Ford to address dealer concerns about separating EV and legacy business

Ford CEO Jim Farley poses with a Ford F-150 Lightning pickup truck in Dearborn, Michigan, May 19, 2021.

Rebecca Cook | Reuters

Ford Motor dealer Marc McEver was surprised when he heard about the automaker’s plans to separate electric vehicles and its legacy business as part of a restructuring under CEO Jim Farley.

The owner of an Olathe Ford Lincoln near Kansas City, Kansas, heard the news at about 6:30 a.m. CST last Wednesday and “phoned Detroit” within 15 minutes to try to understand what was happening.

“When it was first announced, I was quite disappointed,” McEver said. “I panicked before I even shaved that day.”

But after speaking with Ford officials since then, McEver, whose dealership specializes in commercial and fleet vehicles, is now excited about the plan.

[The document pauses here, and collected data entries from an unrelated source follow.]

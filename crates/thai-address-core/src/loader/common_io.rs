// crates/thai-address-core/src/loader/common_io.rs
use crate::error::{AddressError, Result};
use std::fs::File;
use std::io::{BufReader, ErrorKind, Read};
use std::path::{Path, PathBuf};

#[cfg(feature = "compact")]
use flate2::read::GzDecoder;

/// Opens a file, buffers it, and optionally wraps it in a Gzip decoder.
/// Returns a generic Reader so the caller doesn't care about the compression.
pub fn open_stream(path: &Path, gzip: bool) -> Result<Box<dyn Read>> {
    let file = File::open(path).map_err(|e| match e.kind() {
        ErrorKind::NotFound => AddressError::NotFound(format!("{}: {}", path.display(), e)),
        _ => AddressError::Io(e),
    })?;

    let reader = BufReader::new(file);

    if !gzip {
        return Ok(Box::new(reader));
    }

    #[cfg(feature = "compact")]
    {
        Ok(Box::new(GzDecoder::new(reader)))
    }

    #[cfg(not(feature = "compact"))]
    {
        Err(AddressError::InvalidData(format!(
            "{} is gzip-compressed but the 'compact' feature is disabled",
            path.display()
        )))
    }
}

/// `thai_addresses.json` -> `thai_addresses.json.<suffix>` next to the source.
pub fn get_cache_path(json_path: &Path, suffix: &str) -> PathBuf {
    let filename = json_path
        .file_name()
        .map(|f| f.to_string_lossy().into_owned())
        .unwrap_or_else(|| "addresses".to_string());
    json_path.with_file_name(format!("{filename}.{suffix}"))
}

/// How a dataset file is encoded, decided by its file name.
#[derive(Debug, Clone, Copy, PartialEq, Eq)]
pub enum DatasetFormat {
    Json,
    JsonGz,
    Binary,
}

impl DatasetFormat {
    pub fn detect(path: &Path) -> Self {
        let name = path
            .file_name()
            .map(|f| f.to_string_lossy().to_ascii_lowercase())
            .unwrap_or_default();
        if name.ends_with(".json.gz") {
            DatasetFormat::JsonGz
        } else if name.ends_with(".json") {
            DatasetFormat::Json
        } else {
            DatasetFormat::Binary
        }
    }
}

#[cfg(test)]
mod tests {
    use super::*;

    #[test]
    fn detects_format_from_extension() {
        assert_eq!(DatasetFormat::detect(Path::new("a/b.json")), DatasetFormat::Json);
        assert_eq!(DatasetFormat::detect(Path::new("B.JSON.GZ")), DatasetFormat::JsonGz);
        assert_eq!(DatasetFormat::detect(Path::new("b.json.comp.bin")), DatasetFormat::Binary);
    }

    #[test]
    fn cache_path_sits_next_to_source() {
        let p = get_cache_path(Path::new("/data/thai.json"), "bin");
        assert_eq!(p, PathBuf::from("/data/thai.json.bin"));
    }

    #[test]
    fn missing_file_is_not_found() {
        let err = open_stream(Path::new("/definitely/not/here.json"), false).err();
        assert!(matches!(err, Some(AddressError::NotFound(_))));
    }

    #[test]
    fn other_open_failures_stay_io_errors() {
        let dir = tempfile::tempdir().unwrap();
        let file = dir.path().join("plain.json");
        std::fs::write(&file, "[]").unwrap();

        // a regular file used as a directory: ENOTDIR, not a missing file
        let err = open_stream(&file.join("nested.json"), false).err();
        assert!(matches!(err, Some(AddressError::Io(_))));
    }
}
// crates/thai-address-core/src/error.rs
use thiserror::Error;

/// Errors raised by the dataset loader and the address provider.
#[derive(Debug, Error)]
pub enum AddressError {
    #[error("Dataset not found: {0}")]
    NotFound(String),

    #[error("Address data is not initialized yet")]
    NotInitialized,

    #[error("Invalid dataset: {0}")]
    InvalidData(String),

    #[error("I/O error: {0}")]
    Io(#[from] std::io::Error),

    #[error("JSON error: {0}")]
    Json(#[from] serde_json::Error),

    #[error("Binary cache error: {0}")]
    Bincode(#[from] bincode::Error),
}

pub type Result<T> = std::result::Result<T, AddressError>;

/// Failures surfaced by the query router and the search session.
///
/// Every variant is recoverable: the caller shows [`SearchError::user_message`]
/// and an empty result list.
#[derive(Debug, Clone, PartialEq, Eq, Error)]
pub enum SearchError {
    #[error("query is empty")]
    EmptyQuery,

    #[error("address data is still loading")]
    ProviderNotInitialized,

    #[error("address data failed to load: {0}")]
    ProviderInitFailed(String),

    #[error("search failed: {0}")]
    SearchFailed(String),
}

impl SearchError {
    /// Thai status line shown to the user for this failure.
    pub fn user_message(&self) -> &'static str {
        match self {
            SearchError::EmptyQuery => "กรุณากรอกคำค้นหา",
            SearchError::ProviderNotInitialized => "กำลังเตรียมข้อมูล โปรดลองอีกครั้ง",
            SearchError::ProviderInitFailed(_) => "โหลดข้อมูลที่อยู่ไม่สำเร็จ",
            SearchError::SearchFailed(_) => "ค้นหาไม่สำเร็จ ลองอีกครั้ง",
        }
    }

    /// `true` for failures the user can clear by searching again.
    pub fn is_retryable(&self) -> bool {
        !matches!(self, SearchError::ProviderInitFailed(_))
    }
}

impl From<AddressError> for SearchError {
    fn from(err: AddressError) -> Self {
        SearchError::SearchFailed(err.to_string())
    }
}
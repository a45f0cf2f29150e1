// crates/thai-address-core/src/loader/mod.rs

//! # Data Loader
//!
//! Handles the Physical Layer (I/O, Decompression) and delegates to
//! specific parsers (Binary vs JSON).

use crate::error::{AddressError, Result};
use crate::model::convert::from_raw;
use crate::model::raw::ProvincesRaw;
use crate::model::AddressDb;
use once_cell::sync::OnceCell;
use std::io::Read;
use std::path::{Path, PathBuf};

pub mod builder;
pub mod common_io;

pub use builder::CompressionMode;
pub use common_io::DatasetFormat;

/// The sample dataset compiled into the crate.
pub const EMBEDDED_DATASET: &str = include_str!("../../data/thai_addresses.json");

// Single in-process cache so we only parse the embedded dataset once per process.
static ADDRESS_DB_CACHE: OnceCell<AddressDb> = OnceCell::new();

impl AddressDb {
    pub fn default_data_dir() -> PathBuf {
        PathBuf::from(env!("CARGO_MANIFEST_DIR")).join("data")
    }

    pub fn default_dataset_filename() -> &'static str {
        "thai_addresses.json"
    }

    /// Load the embedded dataset. Parsed on first use, then cloned from the
    /// process-wide cache.
    pub fn load() -> Result<Self> {
        ADDRESS_DB_CACHE
            .get_or_try_init(|| Self::from_json_str(EMBEDDED_DATASET))
            .cloned()
    }

    pub fn from_json_str(json: &str) -> Result<Self> {
        let raw: ProvincesRaw = serde_json::from_str(json)?;
        from_raw(raw)
    }

    pub fn from_json_reader<R: Read>(reader: R) -> Result<Self> {
        let raw: ProvincesRaw = serde_json::from_reader(reader)?;
        from_raw(raw)
    }

    /// Load a dataset file, choosing the parser from its name:
    /// `.json`, `.json.gz`, or anything else as a binary cache.
    pub fn load_from_path(path: impl AsRef<Path>) -> Result<Self> {
        let path = path.as_ref();
        let format = DatasetFormat::detect(path);
        tracing::debug!(path = %path.display(), ?format, "loading address dataset");

        match format {
            DatasetFormat::Json | DatasetFormat::JsonGz => {
                if !cfg!(feature = "json") {
                    return Err(AddressError::InvalidData(
                        "JSON datasets need the 'json' feature".into(),
                    ));
                }
                let reader = common_io::open_stream(path, format == DatasetFormat::JsonGz)?;
                Self::from_json_reader(reader)
            }
            DatasetFormat::Binary => Self::load_binary_file(path),
        }
    }
}

#[cfg(test)]
mod tests {
    use super::*;
    use std::io::Write;

    #[test]
    fn embedded_dataset_loads() {
        let db = AddressDb::load().unwrap();
        let stats = db.stats();
        assert_eq!(stats.provinces, 5);
        assert_eq!(stats.districts, 12);
        assert_eq!(stats.sub_districts, 39);
        assert_eq!(stats.postal_codes, 19);
    }

    #[cfg(feature = "json")]
    #[test]
    fn json_file_matches_embedded() {
        let path = AddressDb::default_data_dir().join(AddressDb::default_dataset_filename());
        let from_file = AddressDb::load_from_path(&path).unwrap();
        assert_eq!(from_file, AddressDb::load().unwrap());
    }

    #[cfg(all(feature = "json", feature = "compact"))]
    #[test]
    fn gzip_json_loads() {
        use flate2::{write::GzEncoder, Compression};

        let dir = tempfile::tempdir().unwrap();
        let path = dir.path().join("thai.json.gz");
        let mut enc = GzEncoder::new(std::fs::File::create(&path).unwrap(), Compression::fast());
        enc.write_all(EMBEDDED_DATASET.as_bytes()).unwrap();
        enc.finish().unwrap();

        assert_eq!(AddressDb::load_from_path(&path).unwrap(), AddressDb::load().unwrap());
    }

    #[cfg(feature = "json")]
    #[test]
    fn malformed_json_is_reported() {
        let dir = tempfile::tempdir().unwrap();
        let path = dir.path().join("broken.json");
        std::fs::File::create(&path)
            .unwrap()
            .write_all(b"[{\"name_th\": ")
            .unwrap();
        let err = AddressDb::load_from_path(&path).unwrap_err();
        assert!(matches!(err, AddressError::Json(_)));
    }

    #[cfg(not(feature = "json"))]
    #[test]
    fn json_paths_are_rejected_without_the_feature() {
        let path = AddressDb::default_data_dir().join(AddressDb::default_dataset_filename());
        let err = AddressDb::load_from_path(&path).unwrap_err();
        assert!(matches!(err, AddressError::InvalidData(_)));
        // the embedded dataset still parses
        assert!(AddressDb::load().is_ok());
    }

    #[cfg(feature = "json")]
    #[test]
    fn missing_file_is_not_found() {
        let err = AddressDb::load_from_path("/no/such/dataset.json").unwrap_err();
        assert!(matches!(err, AddressError::NotFound(_)));
    }

    #[cfg(feature = "json")]
    #[test]
    fn load_via_cache_writes_and_reuses_cache() {
        let dir = tempfile::tempdir().unwrap();
        let source = dir.path().join("thai.json");
        std::fs::write(&source, EMBEDDED_DATASET).unwrap();

        let first = AddressDb::load_via_cache(&source).unwrap();
        assert!(AddressDb::cache_path_for(&source).exists());
        let second = AddressDb::load_via_cache(&source).unwrap();
        assert_eq!(first, second);
    }
}
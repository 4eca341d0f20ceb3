//! Client side of remote services

use crate::client::RpcClient;
use gx_core::{AddressKey, InvocationEnvelope, Result, ServiceIdentifier, TraceContext};
use serde::de::DeserializeOwned;
use serde_json::Value;
use std::sync::Arc;
use tracing::debug;

/// Handle on a remote (namespace, service, version).
///
/// Any method name can be called through [`RemoteService::call`]; each call
/// becomes one request to the broker, stamped with a fresh child path of the
/// frame the proxy was obtained from.
#[derive(Clone)]
pub struct RemoteService {
    target: ServiceIdentifier,
    address: AddressKey,
    client: Arc<RpcClient>,
    trace: Arc<TraceContext>,
}

impl RemoteService {
    pub fn new(identifier: &str, client: Arc<RpcClient>, trace: Arc<TraceContext>) -> Self {
        let target = ServiceIdentifier::parse(identifier);
        let address = target.address();
        debug!("Remote proxy for {} ({})", target, address);

        Self {
            target,
            address,
            client,
            trace,
        }
    }

    pub fn target(&self) -> &ServiceIdentifier {
        &self.target
    }

    pub fn address(&self) -> &AddressKey {
        &self.address
    }

    /// Invoke `method` with positional `args`.
    ///
    /// Fails with [`gx_core::MeshError::RequestTimeout`] when no reply comes in
    /// time and with [`gx_core::MeshError::Remote`] carrying the callee's error
    /// value untouched. Nothing is retried.
    pub async fn call(&self, method: &str, args: Vec<Value>) -> Result<Value> {
        let trace_id = self.trace.child_path();
        debug!(
            service = %self.target,
            method = method,
            trace = %trace_id,
            "Remote call"
        );

        let envelope = InvocationEnvelope::new(&self.target, method, args, trace_id);
        self.client.request(&envelope).await
    }

    /// [`RemoteService::call`] with the result decoded into `T`
    pub async fn call_as<T: DeserializeOwned>(&self, method: &str, args: Vec<Value>) -> Result<T> {
        let value = self.call(method, args).await?;
        Ok(serde_json::from_value(value)?)
    }
}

“After talking to a few people at Ford, I feel a lot better,” he said. “This whole thing is pretty clever.”

Soothing concerns from dealers like McEver are expected to be important to Ford executives Saturday during the company’s franchise dealer meeting at the National Auto Dealers Association Show in Las Vegas. The event annually attracts thousands of franchised dealers, including many of Ford’s approximately 3,100 retailers.

Farley caused waves on Wall Street and the auto industry last week when he announced the split plan. He called them “one of the biggest changes” in the company’s more than century-old history, including dealers “specializing” in certain vehicles.

Farley said some dealers like McEver might specialize in fleet vehicles, while others only do electric vehicles or sales to retail customers.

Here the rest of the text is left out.